(Collected data entries)
::::

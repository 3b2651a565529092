// Location Publisher
//
// Foreground sampling loop: draws samples from a LocationSource, filters them
// through the sampling policy, caches the newest one for self-display and
// broadcasts it fire-and-forget. Started and stopped by group session
// transitions; stop is idempotent and safe on every teardown path.

use crate::config::SamplePolicy;
use crate::connection::ConnectionManager;
use crate::error::BeaconError;
use crate::protocol::{ClientMessage, LocationSample};
use async_trait::async_trait;
use futures_util::stream::{Stream, StreamExt};
use std::pin::Pin;
use std::sync::Arc;
use tokio::sync::{broadcast, Mutex, RwLock};
use tokio::task::JoinHandle;

/// Stream of device positions
pub type SampleStream = Pin<Box<dyn Stream<Item = LocationSample> + Send>>;

/// Seam for the device geolocation API.
///
/// Implementations deliver their callbacks on whatever thread the platform
/// uses; the publisher marshals them back through its own task before any
/// shared state is touched.
#[async_trait]
pub trait LocationSource: Send + Sync {
    /// Request foreground location permission from the user
    async fn request_permission(&self) -> Result<(), BeaconError>;

    /// Begin continuous sampling under the given policy
    fn watch(&self, policy: SamplePolicy) -> SampleStream;
}

/// Continuous sampling loop bound to the group session lifecycle
pub struct LocationPublisher {
    source: Arc<dyn LocationSource>,
    policy: SamplePolicy,
    connection: Arc<ConnectionManager>,
    /// Own last sample, cached for self-display. Never written into the
    /// presence map.
    last: Arc<RwLock<Option<LocationSample>>>,
    watch_task: Mutex<Option<JoinHandle<()>>>,
}

impl LocationPublisher {
    pub(crate) fn new(
        source: Arc<dyn LocationSource>,
        policy: SamplePolicy,
        connection: Arc<ConnectionManager>,
    ) -> Self {
        Self {
            source,
            policy,
            connection,
            last: Arc::new(RwLock::new(None)),
            watch_task: Mutex::new(None),
        }
    }

    /// Request permission and start the watch. No-op when already running.
    ///
    /// On denial the watch is not started and `PermissionDenied` is returned;
    /// calling `start` again after the user grants access is the retry entry
    /// point.
    pub async fn start(&self) -> Result<(), BeaconError> {
        let mut task = self.watch_task.lock().await;
        if task.is_some() {
            return Ok(());
        }

        self.source.request_permission().await?;

        let mut stream = self.source.watch(self.policy.clone());
        let policy = self.policy.clone();
        let last = self.last.clone();
        let connection = self.connection.clone();
        tracing::debug!(
            "location watch started (min_interval={}ms, min_distance={}m)",
            policy.min_interval_ms,
            policy.min_distance_m
        );

        *task = Some(tokio::spawn(async move {
            let mut last_published: Option<LocationSample> = None;
            while let Some(sample) = stream.next().await {
                if let Some(prev) = &last_published {
                    if !admits(&policy, prev, &sample) {
                        continue;
                    }
                }
                *last.write().await = Some(sample.clone());
                last_published = Some(sample.clone());

                // At-most-once: a sample lost to a downed link is superseded
                // within seconds by the next one
                if let Err(e) = connection
                    .send(&ClientMessage::UpdateLocation(sample))
                    .await
                {
                    tracing::debug!("location sample dropped: {}", e);
                }
            }
            tracing::debug!("location watch stream ended");
        }));
        Ok(())
    }

    /// Cancel the watch if one is active. Idempotent: safe to call repeatedly
    /// or before `start`.
    pub async fn stop(&self) {
        if let Some(handle) = self.watch_task.lock().await.take() {
            handle.abort();
            tracing::debug!("location watch stopped");
        }
    }

    /// Whether a watch is currently active
    pub async fn is_active(&self) -> bool {
        self.watch_task.lock().await.is_some()
    }

    /// Own last published sample, for self-display
    pub async fn last_sample(&self) -> Option<LocationSample> {
        self.last.read().await.clone()
    }
}

/// Either threshold crossing admits a sample: enough time since the last
/// published one, or enough movement from it
fn admits(policy: &SamplePolicy, prev: &LocationSample, next: &LocationSample) -> bool {
    let elapsed_ms = next.timestamp.saturating_sub(prev.timestamp);
    if elapsed_ms >= policy.min_interval_ms as i64 {
        return true;
    }
    haversine_m(prev.lat, prev.lng, next.lat, next.lng) >= policy.min_distance_m
}

/// Great-circle distance in meters
fn haversine_m(lat1: f64, lng1: f64, lat2: f64, lng2: f64) -> f64 {
    const EARTH_RADIUS_M: f64 = 6_371_000.0;
    let dlat = (lat2 - lat1).to_radians();
    let dlng = (lng2 - lng1).to_radians();
    let a = (dlat / 2.0).sin().powi(2)
        + lat1.to_radians().cos() * lat2.to_radians().cos() * (dlng / 2.0).sin().powi(2);
    2.0 * EARTH_RADIUS_M * a.sqrt().asin()
}

// ============================================================================
// Feed source
// ============================================================================

/// A `LocationSource` fed by the host application.
///
/// Platform geolocation callbacks (or a test harness) push samples in with
/// [`FeedSource::push`]; the publisher consumes them on its own task. Slow
/// consumers lose the oldest samples, which matches last-value-wins semantics.
pub struct FeedSource {
    tx: broadcast::Sender<LocationSample>,
    permission_granted: std::sync::atomic::AtomicBool,
}

impl FeedSource {
    pub fn new() -> Self {
        let (tx, _) = broadcast::channel(16);
        Self {
            tx,
            permission_granted: std::sync::atomic::AtomicBool::new(true),
        }
    }

    /// Simulate (or mirror) the user's permission decision
    pub fn set_permission(&self, granted: bool) {
        self.permission_granted
            .store(granted, std::sync::atomic::Ordering::SeqCst);
    }

    /// Push a device sample into every active watch
    pub fn push(&self, sample: LocationSample) {
        let _ = self.tx.send(sample);
    }
}

impl Default for FeedSource {
    fn default() -> Self {
        Self::new()
    }
}

#[async_trait]
impl LocationSource for FeedSource {
    async fn request_permission(&self) -> Result<(), BeaconError> {
        if self
            .permission_granted
            .load(std::sync::atomic::Ordering::SeqCst)
        {
            Ok(())
        } else {
            Err(BeaconError::PermissionDenied)
        }
    }

    fn watch(&self, _policy: SamplePolicy) -> SampleStream {
        let rx = self.tx.subscribe();
        Box::pin(futures_util::stream::unfold(rx, |mut rx| async move {
            loop {
                match rx.recv().await {
                    Ok(sample) => return Some((sample, rx)),
                    Err(broadcast::error::RecvError::Lagged(skipped)) => {
                        tracing::debug!("sample feed lagged, skipped {}", skipped);
                    }
                    Err(broadcast::error::RecvError::Closed) => return None,
                }
            }
        }))
    }
}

::::

Goal of the exercise: Retype only this portion of the data above: the line containing "return Ok(());", the line containing "while let Some(sample)", and all lines between them, exactly.

Answer:
            return Ok(());
        }

        self.source.request_permission().await?;

        let mut stream = self.source.watch(self.policy.clone());
        let policy = self.policy.clone();
        let last = self.last.clone();
        let connection = self.connection.clone();
        tracing::debug!(
            "location watch started (min_interval={}ms, min_distance={}m)",
            policy.min_interval_ms,
            policy.min_distance_m
        );

        *task = Some(tokio::spawn(async move {
            let mut last_published: Option<LocationSample> = None;
            while let Some(sample) = stream.next().await {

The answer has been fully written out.